Task details:
Print exactly the lines below between the line holding "pub fn compute(&mut" and the line holding "self.cache.record_run(block, false);", inclusive, and nothing more.

Recorded data:
○ ○ ○ ○ ○
// Backend module for structured DSP bytecode
//
// - `bytecode`: block tree, interpreter, Cranelift JIT and tiered dispatch

pub mod bytecode;

pub use bytecode::{
    Block, BlockBuilder, BytecodeVM, HybridConfig, HybridExecutor, Instruction, Program,
};
//! HybridExecutor implementation.
//!
//! This module contains the core HybridExecutor struct and its methods for
//! switching between native code and the interpreter per block.

use std::sync::Arc;
use tracing::{debug, trace, warn};

use crate::backend::bytecode::block::{Block, Program};
use crate::backend::bytecode::heap::Heaps;
use crate::backend::bytecode::real::Real;
use crate::backend::bytecode::vm::{BytecodeVM, VmError, VmResult};

use super::super::compiler::BlockCompiler;
use super::super::engine::CompiledBlock;
use super::super::tiered::{BlockCache, Tier};
use super::super::types::{BoundsTarget, JitError, JitResult};
use super::config::{CompilePolicy, HybridConfig, HybridStats};

/// Hybrid JIT/Bytecode Executor
///
/// Owns the heaps of one DSP instance and runs its blocks either as native
/// code or in the interpreter. Both paths give the same observable result.
///
/// # Thread Safety
///
/// The executor itself is not thread-safe, but the underlying
/// [`BlockCache`] can be shared between executors on different threads.
pub struct HybridExecutor<R: Real> {
    program: Program,
    heaps: Heaps<R>,
    vm: BytecodeVM<R>,
    /// Compiled block cache (shareable across executors)
    cache: Arc<BlockCache<R>>,
    compiler: BlockCompiler<R>,
    config: HybridConfig,
    stats: HybridStats,
}

impl<R: Real> HybridExecutor<R> {
    /// Create a new HybridExecutor with default configuration
    pub fn new(program: Program) -> Self {
        Self::with_config(program, HybridConfig::default())
    }

    pub fn with_config(program: Program, config: HybridConfig) -> Self {
        Self::with_shared_cache(program, config, Arc::new(BlockCache::new()))
    }

    /// Create a HybridExecutor that shares its cache with other executors
    pub fn with_shared_cache(
        program: Program,
        config: HybridConfig,
        cache: Arc<BlockCache<R>>,
    ) -> Self {
        let mut executor = Self {
            heaps: Heaps::new(program.int_heap_size, program.real_heap_size),
            vm: BytecodeVM::with_config(config.vm_config()),
            compiler: BlockCompiler::with_options(config.compile_options()),
            stats: HybridStats::default(),
            program,
            cache,
            config,
        };

        if executor.config.eager_compile && executor.config.policy != CompilePolicy::Never {
            let compute = Arc::clone(&executor.program.compute);
            // A failure is logged and the block stays interpreted
            if let Err(e) = executor.compile_block(&compute) {
                debug!(target: "dspjit::jit::hybrid", error = %e, "Eager compilation skipped");
            }
        }
        executor
    }

    pub fn program(&self) -> &Program {
        &self.program
    }

    pub fn config(&self) -> &HybridConfig {
        &self.config
    }

    pub fn stats(&self) -> &HybridStats {
        &self.stats
    }

    /// The block cache, for sharing with other executors
    pub fn cache(&self) -> Arc<BlockCache<R>> {
        Arc::clone(&self.cache)
    }

    pub fn heaps(&self) -> &Heaps<R> {
        &self.heaps
    }

    pub fn heaps_mut(&mut self) -> &mut Heaps<R> {
        &mut self.heaps
    }

    /// Whether `block` may be compiled on a miss
    fn may_compile(&self, block: &Arc<Block>, compile_hint: bool) -> bool {
        match self.config.policy {
            CompilePolicy::ComputeOnly => compile_hint && self.program.is_compute(block),
            CompilePolicy::Hinted => compile_hint,
            CompilePolicy::Never => false,
        }
    }

    /// Compile `block` unless it is already cached
    ///
    /// Idempotent: a cached block is returned as is, and a block that failed
    /// before is not compiled again.
    pub fn compile_block(&mut self, block: &Arc<Block>) -> JitResult<Arc<CompiledBlock<R>>> {
        let compiler = &self.compiler;
        let mut attempted = false;

        let result = self.cache.get_or_compile(block, |b| {
            attempted = true;
            compiler.compile(b)
        });

        if attempted {
            match &result {
                Ok(_) => {
                    self.stats.compilations += 1;
                    debug!(target: "dspjit::jit::hybrid", block = block.name(), "Compiled block");
                }
                Err(e) => {
                    self.stats.failures += 1;
                    warn!(
                        target: "dspjit::jit::hybrid",
                        block = block.name(),
                        error = %e,
                        "Compilation failed, falling back to the interpreter"
                    );
                }
            }
        }
        result
    }

    /// Execute one block against the executor's heaps
    ///
    /// This is the main entry point for execution. It:
    /// 1. Checks the cache for compiled native code
    /// 2. On a miss, compiles if the hint and the policy allow it
    /// 3. Runs native code when available and the interpreter otherwise
    ///
    /// Returns the tier the block ran in.
    pub fn execute_block(
        &mut self,
        block: &Arc<Block>,
        compile_hint: bool,
        inputs: &[&[R]],
        outputs: &mut [&mut [R]],
    ) -> VmResult<Tier> {
        self.stats.runs += 1;

        if self.config.policy == CompilePolicy::Never {
            self.run_vm(block, inputs, outputs)?;
            return Ok(Tier::Interpreter);
        }

        let compiled = match self.cache.get(block) {
            Some(compiled) => Some(compiled),
            None if self.may_compile(block, compile_hint) && !self.cache.is_failed(block) => {
                self.compile_block(block).ok()
            }
            None => None,
        };

        if self.config.trace {
            trace!(
                target: "dspjit::jit::hybrid",
                block = block.name(),
                native = compiled.is_some(),
                "Executing block"
            );
        }

        if let Some(compiled) = compiled {
            match compiled.execute(&mut self.heaps, inputs, outputs) {
                Ok(()) => {
                    self.stats.native_runs += 1;
                    self.cache.record_run(block, true);
                    return Ok(Tier::Native);
                }
                Err(JitError::IndexOutOfBounds { target, index, len }) => {
                    // The block ran up to the fault, so rerunning it would
                    // repeat its earlier writes
                    self.stats.native_runs += 1;
                    self.cache.record_run(block, true);
                    return Err(match target {
                        BoundsTarget::Heap(heap) => VmError::HeapOutOfBounds { heap, index, len },
                        BoundsTarget::Input(port) | BoundsTarget::Output(port) => {
                            VmError::SampleOutOfBounds { port, index, len }
                        }
                    });
                }
                Err(e) => {
                    // Rejected before any code ran; the interpreter reports
                    // the precise fault
                    self.stats.native_bailouts += 1;
                    warn!(
                        target: "dspjit::jit::hybrid",
                        block = block.name(),
                        error = %e,
                        "Native run rejected"
                    );
                }
            }
        }

        self.run_vm(block, inputs, outputs)?;
        Ok(Tier::Interpreter)
    }

    /// Run one buffer: the control block (interpreted), then the compute block
    pub fn compute(&mut self, inputs: &[&[R]], outputs: &mut [&mut [R]]) -> VmResult<Tier> {
        if let Some(control) = self.program.control.clone() {
            self.execute_block(&control, false, inputs, outputs)?;
        }
        let compute = Arc::clone(&self.program.compute);
        self.execute_block(&compute, true, inputs, outputs)
    }

    /// Run using the bytecode VM only
    fn run_vm(
        &mut self,
        block: &Arc<Block>,
        inputs: &[&[R]],
        outputs: &mut [&mut [R]],
    ) -> VmResult<()> {
        self.stats.interpreted_runs += 1;
        self.cache.record_run(block, false);
        self.vm.execute(block, &mut self.heaps, inputs, outputs)
    }

    /// Zero the heaps and statistics; compiled code stays cached
    pub fn reset(&mut self) {
        self.heaps.clear();
        self.stats = HybridStats::default();
    }
}

impl<R: Real> std::fmt::Debug for HybridExecutor<R> {
    fn fmt(&self, f: &mut std::fmt::Formatter<'_>) -> std::fmt::Result {
        f.debug_struct("HybridExecutor")
            .field("compute", &self.program.compute.name())
            .field("config", &self.config)
            .field("stats", &self.stats)
            .field("cache", &self.cache)
            .finish()
    }
}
○ ○ ○ ○ ○
Response box:
    pub fn compute(&mut self, inputs: &[&[R]], outputs: &mut [&mut [R]]) -> VmResult<Tier> {
        if let Some(control) = self.program.control.clone() {
            self.execute_block(&control, false, inputs, outputs)?;
        }
        let compute = Arc::clone(&self.program.compute);
        self.execute_block(&compute, true, inputs, outputs)
    }

    /// Run using the bytecode VM only
    fn run_vm(
        &mut self,
        block: &Arc<Block>,
        inputs: &[&[R]],
        outputs: &mut [&mut [R]],
    ) -> VmResult<()> {
        self.stats.interpreted_runs += 1;
        self.cache.record_run(block, false);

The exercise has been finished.